▶ **Description of the task**: Output every record exactly, and nothing more.

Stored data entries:
-----
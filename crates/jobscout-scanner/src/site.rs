//! Site definition: URLs and CSS selectors of the job site.
//!
//! The defaults target the live site's current markup. Class names on the
//! site change every few months, so every selector can be overridden from a
//! TOML file without rebuilding:
//!
//! ```toml
//! [detail]
//! title = ".job-details-jobs-unified-top-card__job-title"
//! ```

use crate::error::{Result, ScanError};
use crate::fields::FieldPlan;
use crate::parser::ListingParser;
use jobscout_auth::LoginForm;
use scraper::Selector;
use serde::{Deserialize, Serialize};
use std::path::Path;
use tracing::debug;

/// Complete description of the job site.
#[derive(Debug, Clone, Default, PartialEq, Eq, Serialize, Deserialize)]
#[serde(default)]
pub struct SiteDefinition {
    /// Base URL and paths
    pub site: SiteUrls,
    /// Search results page selectors
    pub listing: ListingSelectors,
    /// Posting detail page selectors
    pub detail: DetailSelectors,
    /// Login page selectors
    pub login: LoginForm,
}

impl SiteDefinition {
    /// Load a site definition override from TOML.
    ///
    /// Sections and keys missing from the file keep their defaults.
    pub fn load(path: &Path) -> Result<Self> {
        let contents = std::fs::read_to_string(path)?;
        let definition: Self =
            toml::from_str(&contents).map_err(|source| ScanError::SiteDefinitionParse {
                path: path.display().to_string(),
                source,
            })?;
        definition.validate()?;

        debug!(path = %path.display(), base_url = %definition.site.base_url, "loaded site definition");
        Ok(definition)
    }

    /// Load the override file when one is configured, else the defaults.
    pub fn load_or_default(path: Option<&Path>) -> Result<Self> {
        match path {
            Some(path) => Self::load(path),
            None => Ok(Self::default()),
        }
    }

    /// Validate URLs and compile every selector once.
    pub fn validate(&self) -> Result<()> {
        if !self.site.base_url.starts_with("http://") && !self.site.base_url.starts_with("https://")
        {
            return Err(ScanError::InvalidSiteDefinition(format!(
                "site.base_url must be an http(s) URL, got '{}'",
                self.site.base_url
            )));
        }

        for (field, path) in [
            ("site.search_path", &self.site.search_path),
            ("site.detail_path", &self.site.detail_path),
            ("site.login_path", &self.site.login_path),
        ] {
            if !path.starts_with('/') {
                return Err(ScanError::InvalidSiteDefinition(format!(
                    "{field} must start with '/', got '{path}'"
                )));
            }
        }

        ListingParser::new(&self.listing)?;
        FieldPlan::compile(&self.detail)?;

        for (field, selector) in [
            ("login.username_input", &self.login.username_input),
            ("login.password_input", &self.login.password_input),
            ("login.submit_button", &self.login.submit_button),
            ("login.success_indicator", &self.login.success_indicator),
        ] {
            compile_selector(field, selector)?;
        }

        Ok(())
    }
}

/// Base URL and the paths hanging off it.
#[derive(Debug, Clone, PartialEq, Eq, Serialize, Deserialize)]
#[serde(default)]
pub struct SiteUrls {
    /// Scheme and host, without trailing slash
    pub base_url: String,
    /// Search results path
    pub search_path: String,
    /// Posting detail path, the identifier is appended
    pub detail_path: String,
    /// Login page path
    pub login_path: String,
}

impl Default for SiteUrls {
    fn default() -> Self {
        Self {
            base_url: "https://www.linkedin.com".to_string(),
            search_path: "/jobs/search/".to_string(),
            detail_path: "/jobs/view/".to_string(),
            login_path: "/login".to_string(),
        }
    }
}

/// Selectors on the search results page.
#[derive(Debug, Clone, PartialEq, Eq, Serialize, Deserialize)]
#[serde(default)]
pub struct ListingSelectors {
    /// Page-number entries of the pagination control
    pub pagination_pages: String,
    /// One entry per posting in the results list
    pub result_item: String,
    /// Attribute on `result_item` carrying the posting identifier
    pub id_attribute: String,
}

impl Default for ListingSelectors {
    fn default() -> Self {
        Self {
            pagination_pages: ".jobs-search-results-list__pagination ul li".to_string(),
            result_item: ".jobs-search-results-list .scaffold-layout__list-container .scaffold-layout__list-item".to_string(),
            id_attribute: "data-occludable-job-id".to_string(),
        }
    }
}

/// Selectors on a posting's detail page.
///
/// `*_fallback` selectors are only consulted when the primary one yields nothing.
#[derive(Debug, Clone, PartialEq, Eq, Serialize, Deserialize)]
#[serde(default)]
pub struct DetailSelectors {
    /// Job title
    pub title: String,
    /// Employer name
    pub company: String,
    /// Employer logo image
    pub company_logo: String,
    /// Location text
    pub location: String,
    /// On-site/remote/hybrid tag
    pub workplace_type: String,
    /// Relative post age ("2 days ago")
    pub time_posted: String,
    /// Highlighted insight carrying "N applicants"
    pub applicants: String,
    /// Secondary location of the applicant count
    pub applicants_fallback: String,
    /// Insight elements holding the job/company overview snippets
    pub insight: String,
    /// Insight elements in the older top-card layout
    #[serde(skip_serializing_if = "Option::is_none")]
    pub insight_fallback: Option<String>,
    /// Vector icon path inside an insight
    pub insight_icon_path: String,
    /// Text container inside an insight
    pub insight_text: String,
    /// Icon inside the apply button
    pub apply_icon: String,
    /// Icon of the "no longer accepting applications" banner
    pub apply_closed_icon: String,
    /// Link to the recruiter's profile
    pub recruiter_link: String,
    /// Job description body
    pub job_details: String,
    /// "About the company" body
    pub company_details: String,
}

impl Default for DetailSelectors {
    fn default() -> Self {
        const CARD: &str = "jobs-unified-top-card";
        Self {
            title: format!(".{CARD}__job-title"),
            company: format!("span[class*='{CARD}__company-name'] a"),
            company_logo: ".p5 img".to_string(),
            location: format!(
                "span[class*='{CARD}__subtitle-primary-grouping'] span[class*='{CARD}__bullet']"
            ),
            workplace_type: format!(".{CARD}__workplace-type"),
            time_posted: format!(".{CARD}__posted-date"),
            applicants: format!("div[class*='mb2'] li[class*='{CARD}__job-insight--highlight'] > span"),
            applicants_fallback: format!(
                "span[class*='{CARD}__subtitle-secondary-grouping'] span[class*='{CARD}__bullet']"
            ),
            insight: format!(".{CARD}__job-insight"),
            insight_fallback: None,
            insight_icon_path: "path".to_string(),
            insight_text: "span".to_string(),
            apply_icon: "div[class='jobs-apply-button--top-card'] button li-icon".to_string(),
            apply_closed_icon: "div[class*='jobs-details-top-card__apply-error'] li-icon"
                .to_string(),
            recruiter_link: "div[class*='hirer-card__hirer-information'] a".to_string(),
            job_details: "#job-details span".to_string(),
            // A <div> inside <p> only survives in the live DOM; once the
            // snapshot is re-parsed it becomes the paragraph's next sibling.
            company_details:
                "div[class='jobs-company__box'] p div, div[class='jobs-company__box'] p + div"
                    .to_string(),
        }
    }
}

/// Parse a CSS selector, naming the offending field on failure.
pub(crate) fn compile_selector(field: &str, selector: &str) -> Result<Selector> {
    if selector.trim().is_empty() {
        return Err(ScanError::InvalidSelector {
            field: field.to_string(),
            reason: "selector is empty".to_string(),
        });
    }
    Selector::parse(selector).map_err(|e| ScanError::InvalidSelector {
        field: field.to_string(),
        reason: format!("{selector}: {e}"),
    })
}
-----
▶ **Output**:
filename crates/jobscout-scanner/src/site.rs
//! Site definition: URLs and CSS selectors of the job site.
//!
//! The defaults target the live site's current markup. Class names on the
//! site change every few months, so every selector can be overridden from a
//! TOML file without rebuilding:
//!
//! ```toml
//! [detail]
//! title = ".job-details-jobs-unified-top-card__job-title"
//! ```

use crate::error::{Result, ScanError};
use crate::fields::FieldPlan;
use crate::parser::ListingParser;
use jobscout_auth::LoginForm;
use scraper::Selector;
use serde::{Deserialize, Serialize};
use std::path::Path;
use tracing::debug;

/// Complete description of the job site.
#[derive(Debug, Clone, Default, PartialEq, Eq, Serialize, Deserialize)]
#[serde(default)]
pub struct SiteDefinition {
    /// Base URL and paths
    pub site: SiteUrls,
    /// Search results page selectors
    pub listing: ListingSelectors,
    /// Posting detail page selectors
    pub detail: DetailSelectors,
    /// Login page selectors
    pub login: LoginForm,
}

impl SiteDefinition {
    /// Load a site definition override from TOML.
    ///
    /// Sections and keys missing from the file keep their defaults.
    pub fn load(path: &Path) -> Result<Self> {
        let contents = std::fs::read_to_string(path)?;
        let definition: Self =
            toml::from_str(&contents).map_err(|source| ScanError::SiteDefinitionParse {
                path: path.display().to_string(),
                source,
            })?;
        definition.validate()?;

        debug!(path = %path.display(), base_url = %definition.site.base_url, "loaded site definition");
        Ok(definition)
    }

    /// Load the override file when one is configured, else the defaults.
    pub fn load_or_default(path: Option<&Path>) -> Result<Self> {
        match path {
            Some(path) => Self::load(path),
            None => Ok(Self::default()),
        }
    }

    /// Validate URLs and compile every selector once.
    pub fn validate(&self) -> Result<()> {
        if !self.site.base_url.starts_with("http://") && !self.site.base_url.starts_with("https://")
        {
            return Err(ScanError::InvalidSiteDefinition(format!(
                "site.base_url must be an http(s) URL, got '{}'",
                self.site.base_url
            )));
        }

        for (field, path) in [
            ("site.search_path", &self.site.search_path),
            ("site.detail_path", &self.site.detail_path),
            ("site.login_path", &self.site.login_path),
        ] {
            if !path.starts_with('/') {
                return Err(ScanError::InvalidSiteDefinition(format!(
                    "{field} must start with '/', got '{path}'"
                )));
            }
        }

        ListingParser::new(&self.listing)?;
        FieldPlan::compile(&self.detail)?;

        for (field, selector) in [
            ("login.username_input", &self.login.username_input),
            ("login.password_input", &self.login.password_input),
            ("login.submit_button", &self.login.submit_button),
            ("login.success_indicator", &self.login.success_indicator),
        ] {
            compile_selector(field, selector)?;
        }

        Ok(())
    }
}

/// Base URL and the paths hanging off it.
#[derive(Debug, Clone, PartialEq, Eq, Serialize, Deserialize)]
#[serde(default)]
pub struct SiteUrls {
    /// Scheme and host, without trailing slash
    pub base_url: String,
    /// Search results path
    pub search_path: String,
    /// Posting detail path, the identifier is appended
    pub detail_path: String,
    /// Login page path
    pub login_path: String,
}

impl Default for SiteUrls {
    fn default() -> Self {
        Self {
            base_url: "https://www.linkedin.com".to_string(),
            search_path: "/jobs/search/".to_string(),
            detail_path: "/jobs/view/".to_string(),
            login_path: "/login".to_string(),
        }
    }
}

/// Selectors on the search results page.
#[derive(Debug, Clone, PartialEq, Eq, Serialize, Deserialize)]
#[serde(default)]
pub struct ListingSelectors {
    /// Page-number entries of the pagination control
    pub pagination_pages: String,
    /// One entry per posting in the results list
    pub result_item: String,
    /// Attribute on `result_item` carrying the posting identifier
    pub id_attribute: String,
}

impl Default for ListingSelectors {
    fn default() -> Self {
        Self {
            pagination_pages: ".jobs-search-results-list__pagination ul li".to_string(),
            result_item: ".jobs-search-results-list .scaffold-layout__list-container .scaffold-layout__list-item".to_string(),
            id_attribute: "data-occludable-job-id".to_string(),
        }
    }
}

/// Selectors on a posting's detail page.
///
/// `*_fallback` selectors are only consulted when the primary one yields nothing.
#[derive(Debug, Clone, PartialEq, Eq, Serialize, Deserialize)]
#[serde(default)]
pub struct DetailSelectors {
    /// Job title
    pub title: String,
    /// Employer name
    pub company: String,
    /// Employer logo image
    pub company_logo: String,
    /// Location text
    pub location: String,
    /// On-site/remote/hybrid tag
    pub workplace_type: String,
    /// Relative post age ("2 days ago")
    pub time_posted: String,
    /// Highlighted insight carrying "N applicants"
    pub applicants: String,
    /// Secondary location of the applicant count
    pub applicants_fallback: String,
    /// Insight elements holding the job/company overview snippets
    pub insight: String,
    /// Insight elements in the older top-card layout
    #[serde(skip_serializing_if = "Option::is_none")]
    pub insight_fallback: Option<String>,
    /// Vector icon path inside an insight
    pub insight_icon_path: String,
    /// Text container inside an insight
    pub insight_text: String,
    /// Icon inside the apply button
    pub apply_icon: String,
    /// Icon of the "no longer accepting applications" banner
    pub apply_closed_icon: String,
    /// Link to the recruiter's profile
    pub recruiter_link: String,
    /// Job description body
    pub job_details: String,
    /// "About the company" body
    pub company_details: String,
}

impl Default for DetailSelectors {
    fn default() -> Self {
        const CARD: &str = "jobs-unified-top-card";
        Self {
            title: format!(".{CARD}__job-title"),
            company: format!("span[class*='{CARD}__company-name'] a"),
            company_logo: ".p5 img".to_string(),
            location: format!(
                "span[class*='{CARD}__subtitle-primary-grouping'] span[class*='{CARD}__bullet']"
            ),
            workplace_type: format!(".{CARD}__workplace-type"),
            time_posted: format!(".{CARD}__posted-date"),
            applicants: format!("div[class*='mb2'] li[class*='{CARD}__job-insight--highlight'] > span"),
            applicants_fallback: format!(
                "span[class*='{CARD}__subtitle-secondary-grouping'] span[class*='{CARD}__bullet']"
            ),
            insight: format!(".{CARD}__job-insight"),
            insight_fallback: None,
            insight_icon_path: "path".to_string(),
            insight_text: "span".to_string(),
            apply_icon: "div[class='jobs-apply-button--top-card'] button li-icon".to_string(),
            apply_closed_icon: "div[class*='jobs-details-top-card__apply-error'] li-icon"
                .to_string(),
            recruiter_link: "div[class*='hirer-card__hirer-information'] a".to_string(),
            job_details: "#job-details span".to_string(),
            // A <div> inside <p> only survives in the live DOM; once the
            // snapshot is re-parsed it becomes the paragraph's next sibling.
            company_details:
                "div[class='jobs-company__box'] p div, div[class='jobs-company__box'] p + div"
                    .to_string(),
        }
    }
}

/// Parse a CSS selector, naming the offending field on failure.
pub(crate) fn compile_selector(field: &str, selector: &str) -> Result<Selector> {
    if selector.trim().is_empty() {
        return Err(ScanError::InvalidSelector {
            field: field.to_string(),
            reason: "selector is empty".to_string(),
        });
    }
    Selector::parse(selector).map_err(|e| ScanError::InvalidSelector {
        field: field.to_string(),
        reason: format!("{selector}: {e}"),
    })
}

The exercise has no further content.